▸ **TASK STATEMENT**
Your result should be every line of the records below that contains the word "async".

(Beginning of DATA FOR THE TASK)

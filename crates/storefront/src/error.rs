//! Unified error handling with Sentry integration.
//!
//! Provides a unified `AppError` type that captures errors to Sentry before
//! responding to the client. All route handlers should return `Result<T, AppError>`.

use axum::{
    http::StatusCode,
    response::{IntoResponse, Response},
};
use thiserror::Error;

use crate::services::curator::CuratorError;
use crate::services::media::MediaError;

/// Application-level error type for the storefront.
#[derive(Debug, Error)]
pub enum AppError {
    /// Media CDN operation failed.
    #[error("Media error: {0}")]
    Media(#[from] MediaError),

    /// AI curator operation failed.
    #[error("Curator error: {0}")]
    Curator(#[from] CuratorError),

    /// Session store operation failed.
    #[error("Session error: {0}")]
    Session(#[from] tower_sessions::session::Error),

    /// Resource not found.
    #[error("Not found: {0}")]
    NotFound(String),

    /// User is not authenticated as admin.
    #[error("Unauthorized: {0}")]
    Unauthorized(String),

    /// Bad request from client.
    #[error("Bad request: {0}")]
    BadRequest(String),

    /// Internal server error.
    #[error("Internal error: {0}")]
    Internal(String),
}

impl IntoResponse for AppError {
    fn into_response(self) -> Response {
        // Capture server-class and upstream errors to Sentry
        if matches!(
            self,
            Self::Internal(_) | Self::Session(_) | Self::Media(_) | Self::Curator(_)
        ) {
            let event_id = sentry::capture_error(&self);
            tracing::error!(
                error = %self,
                sentry_event_id = %event_id,
                "Request error"
            );
        }

        let status = match &self {
            Self::Internal(_) | Self::Session(_) => StatusCode::INTERNAL_SERVER_ERROR,
            Self::Media(_) | Self::Curator(_) => StatusCode::BAD_GATEWAY,
            Self::NotFound(_) => StatusCode::NOT_FOUND,
            Self::Unauthorized(_) => StatusCode::UNAUTHORIZED,
            Self::BadRequest(_) => StatusCode::BAD_REQUEST,
        };

        // Don't expose internal error details to clients
        let message = match &self {
            Self::Internal(_) | Self::Session(_) => "Internal server error".to_string(),
            Self::Media(_) => "Media upload service error".to_string(),
            Self::Curator(_) => "Curator service error".to_string(),
            _ => self.to_string(),
        };

        (status, message).into_response()
    }
}

/// Result type alias for `AppError`.
pub type Result<T> = std::result::Result<T, AppError>;

#[cfg(test)]
mod tests {
    use super::*;

    #[test]
    fn test_app_error_display() {
        let err = AppError::NotFound("PX-123".to_string());
        assert_eq!(err.to_string(), "Not found: PX-123");

        let err = AppError::BadRequest("invalid input".to_string());
        assert_eq!(err.to_string(), "Bad request: invalid input");
    }

    #[test]
    fn test_app_error_status_codes() {
        fn get_status(err: AppError) -> StatusCode {
            err.into_response().status()
        }

        assert_eq!(
            get_status(AppError::NotFound("test".to_string())),
            StatusCode::NOT_FOUND
        );
        assert_eq!(
            get_status(AppError::Unauthorized("test".to_string())),
            StatusCode::UNAUTHORIZED
        );
        assert_eq!(
            get_status(AppError::BadRequest("test".to_string())),
            StatusCode::BAD_REQUEST
        );
        assert_eq!(
            get_status(AppError::Internal("test".to_string())),
            StatusCode::INTERNAL_SERVER_ERROR
        );
    }

    #[test]
    fn test_upstream_errors_do_not_leak_details() {
        let err = AppError::Media(MediaError::Api {
            status: 401,
            message: "invalid preset real_unsigned".to_string(),
        });
        let response = err.into_response();
        assert_eq!(response.status(), StatusCode::BAD_GATEWAY);
    }
}
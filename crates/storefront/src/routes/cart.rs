//! Cart route handlers.
//!
//! Cart operations use HTMX for dynamic updates without full page reloads.
//! The cart itself lives in the session (see [`crate::cart`]); these
//! handlers translate between forms, the session, and fragments.

use askama::Template;
use askama_web::WebTemplate;
use axum::{
    Form,
    extract::State,
    response::{AppendHeaders, IntoResponse, Response},
};
use serde::Deserialize;
use tower_sessions::Session;
use tracing::instrument;

use pixelpunk_core::{Product, ProductId};

use crate::cart::{AddOutcome, Cart, load_cart, save_cart};
use crate::error::Result;
use crate::filters;
use crate::state::AppState;

/// Cart line display data for templates.
#[derive(Clone)]
pub struct CartItemView {
    pub id: String,
    pub name: String,
    pub price: String,
    pub category: String,
    pub image_url: String,
    pub era: String,
}

impl From<&Product> for CartItemView {
    fn from(product: &Product) -> Self {
        Self {
            id: product.id.to_string(),
            name: product.name.clone(),
            price: product.price.to_string(),
            category: product.category.clone(),
            image_url: product.image_url.clone(),
            era: product.era.clone(),
        }
    }
}

/// Cart display data for templates.
#[derive(Clone)]
pub struct CartView {
    pub items: Vec<CartItemView>,
    pub subtotal: String,
    pub item_count: usize,
}

impl From<&Cart> for CartView {
    fn from(cart: &Cart) -> Self {
        Self {
            items: cart.items().iter().map(CartItemView::from).collect(),
            subtotal: cart.subtotal_display(),
            item_count: cart.len(),
        }
    }
}

/// Cart page template.
#[derive(Template, WebTemplate)]
#[template(path = "cart/show.html")]
pub struct CartShowTemplate {
    pub cart: CartView,
}

/// Cart panel fragment template (for HTMX).
#[derive(Template, WebTemplate)]
#[template(path = "partials/cart_items.html")]
pub struct CartItemsTemplate {
    pub cart: CartView,
}

/// Cart count badge fragment template (for HTMX).
#[derive(Template, WebTemplate)]
#[template(path = "partials/cart_count.html")]
pub struct CartCountTemplate {
    pub count: usize,
}

/// Add/remove form data.
#[derive(Debug, Deserialize)]
pub struct CartItemForm {
    pub product_id: String,
}

/// Display the cart page.
#[instrument(skip(session))]
pub async fn show(session: Session) -> impl IntoResponse {
    let cart = load_cart(&session).await;
    CartShowTemplate {
        cart: CartView::from(&cart),
    }
}

/// Add a piece to the cart (HTMX).
///
/// Idempotent on id. Either way the response opens the cart panel via an
/// HTMX trigger, matching the original behavior where re-adding a piece
/// just re-opened the cart.
#[instrument(skip(state, session))]
pub async fn add(
    State(state): State<AppState>,
    session: Session,
    Form(form): Form<CartItemForm>,
) -> Result<Response> {
    let product_id = ProductId::new(form.product_id);
    let mut cart = load_cart(&session).await;

    let outcome = match state.content().content().product(&product_id) {
        Some(product) => cart.add(product.clone()),
        None => {
            tracing::warn!(%product_id, "add-to-cart for unknown piece");
            AddOutcome::Unavailable
        }
    };

    if outcome == AddOutcome::Added {
        save_cart(&session, &cart).await?;
    }

    Ok((
        AppendHeaders([("HX-Trigger", "cart-updated, cart-open")]),
        CartItemsTemplate {
            cart: CartView::from(&cart),
        },
    )
        .into_response())
}

/// Remove a piece from the cart (HTMX).
#[instrument(skip(session))]
pub async fn remove(session: Session, Form(form): Form<CartItemForm>) -> Result<Response> {
    let product_id = ProductId::new(form.product_id);
    let mut cart = load_cart(&session).await;
    cart.remove(&product_id);
    save_cart(&session, &cart).await?;

    Ok((
        AppendHeaders([("HX-Trigger", "cart-updated")]),
        CartItemsTemplate {
            cart: CartView::from(&cart),
        },
    )
        .into_response())
}

/// Get the cart count badge (HTMX).
#[instrument(skip(session))]
pub async fn count(session: Session) -> impl IntoResponse {
    let cart = load_cart(&session).await;
    CartCountTemplate { count: cart.len() }
}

(End of DATA FOR THE TASK)

▸ **RESPONSE BOX**
pub async fn show(session: Session) -> impl IntoResponse {
pub async fn add(
pub async fn remove(session: Session, Form(form): Form<CartItemForm>) -> Result<Response> {
pub async fn count(session: Session) -> impl IntoResponse {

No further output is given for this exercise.